Second messengers can activate protein kinases, which phosphorylate other proteins to regulate activity.
Enzyme-Linked Receptors
RTKs dimerize and autophosphorylate upon ligand binding.
This activates a phosphorylation cascade, often involving mitogen-activated protein kinases (MAPKs), leading to changes in gene expression or protein activity.
Signal Response and Deactivation
Responses include changes in gene expression or protein activity (e.g., plants responding to drought by secreting abscisic acid).
Cells have mechanisms (e.g., phosphatases) to rapidly deactivate signals, maintaining sensitivity to new signals.
Crosstalk Between Signaling Pathways
Signaling pathways interact, allowing integration of multiple signals.
Crosstalk can result in inhibition, stimulation, or complex regulation of cellular responses.

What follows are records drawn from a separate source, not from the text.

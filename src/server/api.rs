use axum::{
    extract::{Path, Query, State},
    http::StatusCode,
    Json,
};
use serde::Deserialize;
use serde_json::json;
use std::collections::HashMap;
use tracing::info;
use uuid::Uuid;

use crate::registry::SessionId;
use crate::rtsp;
use crate::{CameraSlots, Layout, Position, WallError};

use super::http::AppState;
use super::sse::notify_error;

type ApiResponse = (StatusCode, Json<serde_json::Value>);

fn ok(value: serde_json::Value) -> ApiResponse {
    (StatusCode::OK, Json(value))
}

fn error(status: StatusCode, message: impl Into<String>) -> ApiResponse {
    (status, Json(json!({ "error": message.into() })))
}

fn from_wall_error(e: WallError) -> ApiResponse {
    match e {
        WallError::Registry(msg) => error(StatusCode::NOT_FOUND, msg),
        WallError::Config(msg) => error(StatusCode::BAD_REQUEST, msg),
        WallError::Scene(msg) if msg.contains("not found") => {
            error(StatusCode::NOT_FOUND, msg)
        }
        other => {
            notify_error(other.to_string());
            error(StatusCode::INTERNAL_SERVER_ERROR, other.to_string())
        }
    }
}

pub async fn get_status(State(state): State<AppState>) -> ApiResponse {
    let screens = state.registry.read().await.count();
    ok(json!({
        "screens_connected": screens,
        "cameras_configured": state.cameras.len(),
        "started_at": state.started_at,
        "uptime_secs": (chrono::Utc::now() - state.started_at).num_seconds(),
    }))
}

pub async fn list_cameras(State(state): State<AppState>) -> Json<serde_json::Value> {
    Json(json!(state.cameras.all()))
}

pub async fn list_screens(State(state): State<AppState>) -> Json<serde_json::Value> {
    let screens = state.registry.read().await.nodes();
    Json(json!(screens))
}

#[derive(Debug, Deserialize)]
pub struct ScreenConfigRequest {
    layout: String,
    #[serde(default)]
    cameras: CameraSlots,
}

pub async fn update_screen_config(
    State(state): State<AppState>,
    Path(session_id): Path<Uuid>,
    Json(request): Json<ScreenConfigRequest>,
) -> ApiResponse {
    if !state.registry.read().await.contains(session_id) {
        return error(StatusCode::NOT_FOUND, "Screen not found");
    }

    let layout: Layout = match request.layout.parse() {
        Ok(layout) => layout,
        Err(_) => return error(StatusCode::BAD_REQUEST, "Invalid layout"),
    };

    info!("Configuring screen {}: layout {}", session_id, layout);

    match state
        .controller
        .set_screen_config(session_id, layout, request.cameras)
        .await
    {
        Ok(()) => ok(json!({ "status": "success" })),
        Err(e) => from_wall_error(e),
    }
}

#[derive(Debug, Deserialize)]
pub struct PositionsRequest {
    #[serde(default)]
    positions: HashMap<SessionId, Position>,
}

pub async fn update_screen_positions(
    State(state): State<AppState>,
    Json(request): Json<PositionsRequest>,
) -> ApiResponse {
    let groups = state.controller.update_positions(request.positions).await;
    ok(json!({ "status": "success", "groups": groups }))
}

#[derive(Debug, Deserialize)]
pub struct StreamUrlQuery {
    #[serde(default)]
    layout: Option<String>,
}

pub async fn get_stream_url(
    State(state): State<AppState>,
    Path(camera_id): Path<u32>,
    Query(query): Query<StreamUrlQuery>,
) -> ApiResponse {
    let layout: Layout = match query.layout.as_deref() {
        None => Layout::TwoByTwo,
        Some(raw) => match raw.parse() {
            Ok(layout) => layout,
            Err(_) => return error(StatusCode::BAD_REQUEST, "Invalid layout"),
        },
    };

    match state.cameras.get(camera_id) {
        Some(camera) => ok(json!({ "url": rtsp::stream_url(camera, layout) })),
        None => error(StatusCode::NOT_FOUND, "Camera not found"),
    }
}

pub async fn list_scenes(State(state): State<AppState>) -> Json<serde_json::Value> {
    Json(json!(state.controller.list_scenes().await))
}

#[derive(Debug, Deserialize)]
pub struct CreateSceneRequest {
    #[serde(default)]
    name: Option<String>,
    #[serde(default)]
    description: Option<String>,
    #[serde(default)]
    screen_positions: Option<HashMap<SessionId, Position>>,
}

pub async fn create_scene(
    State(state): State<AppState>,
    Json(request): Json<CreateSceneRequest>,
) -> ApiResponse {
    let name = request.name.unwrap_or_else(|| "New scene".to_string());
    match state
        .controller
        .create_scene(
            name,
            request.description.unwrap_or_default(),
            request.screen_positions,
        )
        .await
    {
        Ok(scene) => ok(json!(scene)),
        Err(e) => from_wall_error(e),
    }
}

#[derive(Debug, Deserialize)]
pub struct UpdateSceneRequest {
    #[serde(default)]
    name: Option<String>,
    #[serde(default)]
    description: Option<String>,
}

pub async fn update_scene(
    State(state): State<AppState>,
    Path(scene_id): Path<String>,
    Json(request): Json<UpdateSceneRequest>,
) -> ApiResponse {
    match state
        .controller
        .update_scene(&scene_id, request.name, request.description)
        .await
    {
        Ok(scene) => ok(json!(scene)),
        Err(e) => from_wall_error(e),
    }
}

pub async fn delete_scene(
    State(state): State<AppState>,
    Path(scene_id): Path<String>,
) -> ApiResponse {
    match state.controller.delete_scene(&scene_id).await {
        Ok(()) => ok(json!({ "status": "success" })),
        Err(e) => from_wall_error(e),
    }
}

pub async fn apply_scene(
    State(state): State<AppState>,
    Path(scene_id): Path<String>,
) -> ApiResponse {
    match state.controller.apply_scene(&scene_id).await {
        Ok(outcome) => ok(json!({
            "status": "success",
            "applied_screens": outcome.applied,
            "screen_positions": outcome.positions,
        })),
        Err(e) => from_wall_error(e),
    }
}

Signaling Between Unicellular Organisms
Quorum Sensing
Unicellular organisms (e.g., bacteria) communicate via quorum sensing, releasing signaling molecules when population density reaches a threshold.
Responses include biofilm formation or aggregation (e.g., slime molds), allowing coordination of group activities.
Summary Table: Types of Cell–Cell Connections and Communication
Structure/Mechanism | Organism | Main Function |
|---|---|---|
Cell Wall (Peptidoglycan/S-layer) | Bacteria/Archaea | Protection, shape, defense |
Primary/Secondary Cell Wall | Plants | Shape, support, turgor pressure |
Extracellular Matrix (ECM) | Animals | Support, adhesion, signaling |
Tight Junctions | Animals | Watertight seal between cells |
Desmosomes | Animals | Strong adhesion, tissue integrity |
Gap Junctions | Animals | Direct communication, ion/molecule passage |
Plasmodesmata | Plants | Direct communication, cytoplasmic continuity |
Quorum Sensing | Bacteria/Unicellular Eukaryotes | Population-dependent coordination |
Key Terms and Concepts
Phosphorylation cascade: A series of protein kinases that sequentially activate each other by adding phosphate groups.
Second messenger: Small, nonprotein molecules or ions that relay signals inside the cell (e.g., cAMP, Ca2+).
Integrin: Membrane protein that connects the ECM to the cytoskeleton.
Cadherin: Adhesion protein in desmosomes, mediating selective cell–cell attachment.
Symplast/Apoplast: Compartments in plant tissues; symplast is the shared cytoplasm, apoplast is the extracellular space.